* Supplied material:
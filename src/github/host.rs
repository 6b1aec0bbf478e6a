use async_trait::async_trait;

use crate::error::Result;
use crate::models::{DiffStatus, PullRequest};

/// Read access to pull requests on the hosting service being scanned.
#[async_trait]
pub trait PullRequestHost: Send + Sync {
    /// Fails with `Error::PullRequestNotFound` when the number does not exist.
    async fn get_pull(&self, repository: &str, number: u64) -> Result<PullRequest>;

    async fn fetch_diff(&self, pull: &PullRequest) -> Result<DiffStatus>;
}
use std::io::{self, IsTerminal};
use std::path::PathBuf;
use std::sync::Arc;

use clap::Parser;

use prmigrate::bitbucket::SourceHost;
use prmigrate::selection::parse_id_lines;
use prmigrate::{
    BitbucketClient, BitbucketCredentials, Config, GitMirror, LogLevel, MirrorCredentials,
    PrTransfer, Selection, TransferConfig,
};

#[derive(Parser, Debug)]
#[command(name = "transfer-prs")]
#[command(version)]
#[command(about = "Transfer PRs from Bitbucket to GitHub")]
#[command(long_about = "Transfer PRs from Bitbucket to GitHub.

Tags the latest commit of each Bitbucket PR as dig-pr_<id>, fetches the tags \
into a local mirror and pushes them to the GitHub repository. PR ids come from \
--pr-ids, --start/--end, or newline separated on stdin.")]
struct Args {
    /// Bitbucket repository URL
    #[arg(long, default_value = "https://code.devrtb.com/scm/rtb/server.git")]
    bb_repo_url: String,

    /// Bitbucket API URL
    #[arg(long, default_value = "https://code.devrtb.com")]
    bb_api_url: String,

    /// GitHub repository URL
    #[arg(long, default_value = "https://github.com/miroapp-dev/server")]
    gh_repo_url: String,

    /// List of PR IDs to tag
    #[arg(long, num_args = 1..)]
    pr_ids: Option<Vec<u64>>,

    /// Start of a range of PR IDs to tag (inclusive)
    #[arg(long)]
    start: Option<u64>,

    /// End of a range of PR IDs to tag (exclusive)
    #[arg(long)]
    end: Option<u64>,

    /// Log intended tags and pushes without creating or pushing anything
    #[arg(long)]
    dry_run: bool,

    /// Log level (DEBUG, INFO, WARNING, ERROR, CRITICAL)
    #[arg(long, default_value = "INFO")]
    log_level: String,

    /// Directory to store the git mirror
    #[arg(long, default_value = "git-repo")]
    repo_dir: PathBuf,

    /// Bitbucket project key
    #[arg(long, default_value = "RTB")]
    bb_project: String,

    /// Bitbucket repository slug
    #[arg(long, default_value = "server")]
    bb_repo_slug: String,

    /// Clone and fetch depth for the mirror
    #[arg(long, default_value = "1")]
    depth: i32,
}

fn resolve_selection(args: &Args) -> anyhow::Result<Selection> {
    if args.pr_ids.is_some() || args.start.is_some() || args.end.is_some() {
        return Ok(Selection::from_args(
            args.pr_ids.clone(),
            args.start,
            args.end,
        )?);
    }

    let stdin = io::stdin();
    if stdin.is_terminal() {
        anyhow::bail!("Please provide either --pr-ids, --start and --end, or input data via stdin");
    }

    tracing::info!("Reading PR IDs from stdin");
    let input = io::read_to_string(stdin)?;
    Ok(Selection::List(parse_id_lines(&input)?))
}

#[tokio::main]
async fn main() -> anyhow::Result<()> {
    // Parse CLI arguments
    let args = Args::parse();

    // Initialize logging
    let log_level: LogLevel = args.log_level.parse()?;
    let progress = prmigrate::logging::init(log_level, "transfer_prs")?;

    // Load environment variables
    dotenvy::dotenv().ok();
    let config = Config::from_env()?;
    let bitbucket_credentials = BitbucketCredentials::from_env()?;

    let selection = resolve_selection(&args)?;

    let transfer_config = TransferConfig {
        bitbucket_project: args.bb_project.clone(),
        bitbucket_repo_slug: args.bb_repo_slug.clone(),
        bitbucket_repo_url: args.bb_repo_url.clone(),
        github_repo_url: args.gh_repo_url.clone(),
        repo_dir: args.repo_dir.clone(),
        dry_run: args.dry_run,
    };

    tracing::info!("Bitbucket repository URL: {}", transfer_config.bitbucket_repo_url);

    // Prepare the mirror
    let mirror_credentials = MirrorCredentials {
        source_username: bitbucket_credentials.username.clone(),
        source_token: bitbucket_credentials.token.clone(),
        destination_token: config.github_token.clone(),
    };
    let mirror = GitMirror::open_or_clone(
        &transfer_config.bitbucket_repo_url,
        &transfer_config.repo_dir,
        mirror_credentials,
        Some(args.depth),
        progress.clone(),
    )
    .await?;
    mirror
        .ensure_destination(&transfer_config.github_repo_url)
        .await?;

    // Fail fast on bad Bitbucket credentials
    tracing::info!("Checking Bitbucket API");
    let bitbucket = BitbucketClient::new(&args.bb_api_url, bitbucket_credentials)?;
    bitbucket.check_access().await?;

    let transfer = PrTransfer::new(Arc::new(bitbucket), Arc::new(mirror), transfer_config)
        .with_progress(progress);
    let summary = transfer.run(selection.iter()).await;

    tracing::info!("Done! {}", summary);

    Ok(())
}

* * *

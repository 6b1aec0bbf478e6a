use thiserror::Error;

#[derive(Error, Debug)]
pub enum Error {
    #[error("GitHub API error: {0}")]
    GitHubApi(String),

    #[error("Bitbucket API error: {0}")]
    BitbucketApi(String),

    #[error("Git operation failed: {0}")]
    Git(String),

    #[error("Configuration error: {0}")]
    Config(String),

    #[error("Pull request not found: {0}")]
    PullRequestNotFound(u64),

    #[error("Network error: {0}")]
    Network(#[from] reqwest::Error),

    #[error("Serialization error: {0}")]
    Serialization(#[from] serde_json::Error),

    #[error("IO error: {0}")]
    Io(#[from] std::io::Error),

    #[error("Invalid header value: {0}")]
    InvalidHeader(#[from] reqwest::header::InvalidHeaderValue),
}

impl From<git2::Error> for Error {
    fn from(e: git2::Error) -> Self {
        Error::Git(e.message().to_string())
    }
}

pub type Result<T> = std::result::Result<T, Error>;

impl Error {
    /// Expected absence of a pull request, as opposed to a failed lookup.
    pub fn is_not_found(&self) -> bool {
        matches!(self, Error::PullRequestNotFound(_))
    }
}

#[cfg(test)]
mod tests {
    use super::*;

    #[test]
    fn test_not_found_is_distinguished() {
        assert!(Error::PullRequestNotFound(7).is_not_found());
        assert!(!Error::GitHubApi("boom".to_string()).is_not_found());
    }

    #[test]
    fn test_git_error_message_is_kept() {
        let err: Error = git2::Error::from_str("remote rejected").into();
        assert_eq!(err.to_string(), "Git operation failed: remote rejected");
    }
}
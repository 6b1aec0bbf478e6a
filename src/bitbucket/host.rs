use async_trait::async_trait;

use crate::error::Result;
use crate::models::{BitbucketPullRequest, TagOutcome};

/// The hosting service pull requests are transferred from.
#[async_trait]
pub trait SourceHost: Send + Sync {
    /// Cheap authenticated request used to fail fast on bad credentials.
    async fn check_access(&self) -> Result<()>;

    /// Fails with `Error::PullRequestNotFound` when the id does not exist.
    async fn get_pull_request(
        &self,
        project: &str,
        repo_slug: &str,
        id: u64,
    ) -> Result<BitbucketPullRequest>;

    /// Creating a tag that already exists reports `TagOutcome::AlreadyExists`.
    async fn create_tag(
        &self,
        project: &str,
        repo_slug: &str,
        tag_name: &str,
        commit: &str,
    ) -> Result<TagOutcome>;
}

==

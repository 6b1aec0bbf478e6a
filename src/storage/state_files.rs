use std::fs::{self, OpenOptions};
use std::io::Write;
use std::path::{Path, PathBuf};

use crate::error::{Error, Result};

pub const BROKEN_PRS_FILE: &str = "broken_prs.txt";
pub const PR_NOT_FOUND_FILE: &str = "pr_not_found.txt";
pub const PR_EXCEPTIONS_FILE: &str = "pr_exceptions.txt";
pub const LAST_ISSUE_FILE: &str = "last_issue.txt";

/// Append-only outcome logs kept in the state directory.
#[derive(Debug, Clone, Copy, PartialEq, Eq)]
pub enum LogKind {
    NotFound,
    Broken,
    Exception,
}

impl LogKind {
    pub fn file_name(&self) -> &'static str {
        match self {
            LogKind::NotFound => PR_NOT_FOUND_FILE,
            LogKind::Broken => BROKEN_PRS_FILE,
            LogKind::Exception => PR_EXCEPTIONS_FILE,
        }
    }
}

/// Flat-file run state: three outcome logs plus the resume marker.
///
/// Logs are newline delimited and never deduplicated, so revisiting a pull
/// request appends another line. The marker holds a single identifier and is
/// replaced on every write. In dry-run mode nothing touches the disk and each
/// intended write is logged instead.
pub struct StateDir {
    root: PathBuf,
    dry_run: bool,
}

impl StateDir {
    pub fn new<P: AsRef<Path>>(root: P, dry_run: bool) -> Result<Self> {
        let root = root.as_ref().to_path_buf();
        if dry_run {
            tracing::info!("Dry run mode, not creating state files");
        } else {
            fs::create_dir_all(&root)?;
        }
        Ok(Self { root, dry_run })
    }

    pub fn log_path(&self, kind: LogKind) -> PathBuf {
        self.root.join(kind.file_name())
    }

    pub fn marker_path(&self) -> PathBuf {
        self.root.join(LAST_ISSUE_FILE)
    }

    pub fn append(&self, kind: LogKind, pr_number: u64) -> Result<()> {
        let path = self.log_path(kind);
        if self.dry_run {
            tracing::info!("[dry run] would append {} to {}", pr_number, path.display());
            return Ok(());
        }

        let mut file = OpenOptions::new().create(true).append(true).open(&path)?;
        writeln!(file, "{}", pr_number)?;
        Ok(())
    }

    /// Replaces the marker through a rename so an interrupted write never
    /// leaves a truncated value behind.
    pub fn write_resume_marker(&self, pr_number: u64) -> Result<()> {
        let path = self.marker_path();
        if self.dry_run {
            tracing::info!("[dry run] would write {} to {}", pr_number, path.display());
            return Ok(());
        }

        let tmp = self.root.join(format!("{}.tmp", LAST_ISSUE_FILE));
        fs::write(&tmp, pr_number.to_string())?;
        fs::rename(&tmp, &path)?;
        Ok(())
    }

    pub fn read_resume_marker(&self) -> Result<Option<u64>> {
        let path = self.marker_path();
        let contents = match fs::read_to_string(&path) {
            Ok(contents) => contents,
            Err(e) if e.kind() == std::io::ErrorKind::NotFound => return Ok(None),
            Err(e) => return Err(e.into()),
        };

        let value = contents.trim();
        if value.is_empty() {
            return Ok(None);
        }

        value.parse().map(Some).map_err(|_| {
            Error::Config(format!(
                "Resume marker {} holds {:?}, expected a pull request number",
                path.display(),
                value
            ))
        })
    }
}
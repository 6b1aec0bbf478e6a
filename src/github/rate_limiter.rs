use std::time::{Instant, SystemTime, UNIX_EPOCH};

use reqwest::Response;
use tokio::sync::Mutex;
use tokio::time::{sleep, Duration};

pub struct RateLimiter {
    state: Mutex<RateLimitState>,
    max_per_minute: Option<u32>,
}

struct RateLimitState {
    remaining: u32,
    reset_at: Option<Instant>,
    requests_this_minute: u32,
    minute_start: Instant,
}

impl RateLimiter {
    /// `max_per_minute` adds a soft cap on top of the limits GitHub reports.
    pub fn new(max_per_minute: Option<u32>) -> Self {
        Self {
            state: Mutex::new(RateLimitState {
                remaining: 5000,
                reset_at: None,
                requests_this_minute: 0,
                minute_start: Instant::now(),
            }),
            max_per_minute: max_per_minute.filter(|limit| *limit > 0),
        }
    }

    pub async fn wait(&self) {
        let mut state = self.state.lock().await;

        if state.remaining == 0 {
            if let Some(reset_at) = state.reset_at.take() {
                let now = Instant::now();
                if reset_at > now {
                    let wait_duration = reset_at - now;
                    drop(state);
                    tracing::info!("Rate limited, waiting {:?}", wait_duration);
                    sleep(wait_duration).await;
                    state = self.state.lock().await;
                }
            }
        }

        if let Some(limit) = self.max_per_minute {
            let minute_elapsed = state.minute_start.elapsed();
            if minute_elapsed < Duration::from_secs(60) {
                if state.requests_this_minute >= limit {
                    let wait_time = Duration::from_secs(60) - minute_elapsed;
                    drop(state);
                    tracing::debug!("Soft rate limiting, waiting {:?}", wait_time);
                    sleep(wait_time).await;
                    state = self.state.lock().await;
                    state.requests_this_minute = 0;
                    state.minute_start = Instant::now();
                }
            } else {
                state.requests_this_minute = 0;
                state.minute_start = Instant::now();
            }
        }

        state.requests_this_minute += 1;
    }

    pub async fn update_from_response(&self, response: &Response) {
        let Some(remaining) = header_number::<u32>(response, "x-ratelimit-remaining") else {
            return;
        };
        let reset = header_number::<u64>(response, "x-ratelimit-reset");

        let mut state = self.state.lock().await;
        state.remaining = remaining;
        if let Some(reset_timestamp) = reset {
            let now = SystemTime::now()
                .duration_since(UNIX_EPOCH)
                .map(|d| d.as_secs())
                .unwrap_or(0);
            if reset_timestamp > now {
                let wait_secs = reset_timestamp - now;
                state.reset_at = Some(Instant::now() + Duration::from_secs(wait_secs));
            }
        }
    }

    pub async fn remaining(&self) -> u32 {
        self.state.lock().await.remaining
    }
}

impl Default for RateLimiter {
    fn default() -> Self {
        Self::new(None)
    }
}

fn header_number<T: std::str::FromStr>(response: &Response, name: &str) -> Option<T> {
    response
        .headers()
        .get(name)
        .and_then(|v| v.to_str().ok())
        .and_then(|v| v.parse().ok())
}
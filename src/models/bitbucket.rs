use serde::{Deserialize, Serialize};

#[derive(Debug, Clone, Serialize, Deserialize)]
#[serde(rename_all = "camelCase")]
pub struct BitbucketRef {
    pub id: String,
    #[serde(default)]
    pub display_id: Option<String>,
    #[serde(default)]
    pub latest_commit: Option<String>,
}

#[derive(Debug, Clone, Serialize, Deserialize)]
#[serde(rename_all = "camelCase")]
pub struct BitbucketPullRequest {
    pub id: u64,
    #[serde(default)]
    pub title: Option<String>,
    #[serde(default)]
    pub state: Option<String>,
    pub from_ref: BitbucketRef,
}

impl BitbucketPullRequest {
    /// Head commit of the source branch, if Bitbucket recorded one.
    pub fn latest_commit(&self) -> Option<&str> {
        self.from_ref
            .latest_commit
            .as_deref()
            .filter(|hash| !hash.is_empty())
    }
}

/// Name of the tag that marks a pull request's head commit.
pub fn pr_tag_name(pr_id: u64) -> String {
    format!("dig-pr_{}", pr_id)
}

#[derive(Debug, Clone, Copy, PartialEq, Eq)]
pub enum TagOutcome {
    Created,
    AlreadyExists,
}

* Required work: Set down, exactly as they appear above, all lines from the one that has "operation failed: remote" down to the one that has "on bad credentials.", including those two and no others.

* Written response:
        assert_eq!(err.to_string(), "Git operation failed: remote rejected");
    }
}
repository 6b1aec0bbf478e6a
filename src/bitbucket/host.rs
use async_trait::async_trait;

use crate::error::Result;
use crate::models::{BitbucketPullRequest, TagOutcome};

/// The hosting service pull requests are transferred from.
#[async_trait]
pub trait SourceHost: Send + Sync {
    /// Cheap authenticated request used to fail fast on bad credentials.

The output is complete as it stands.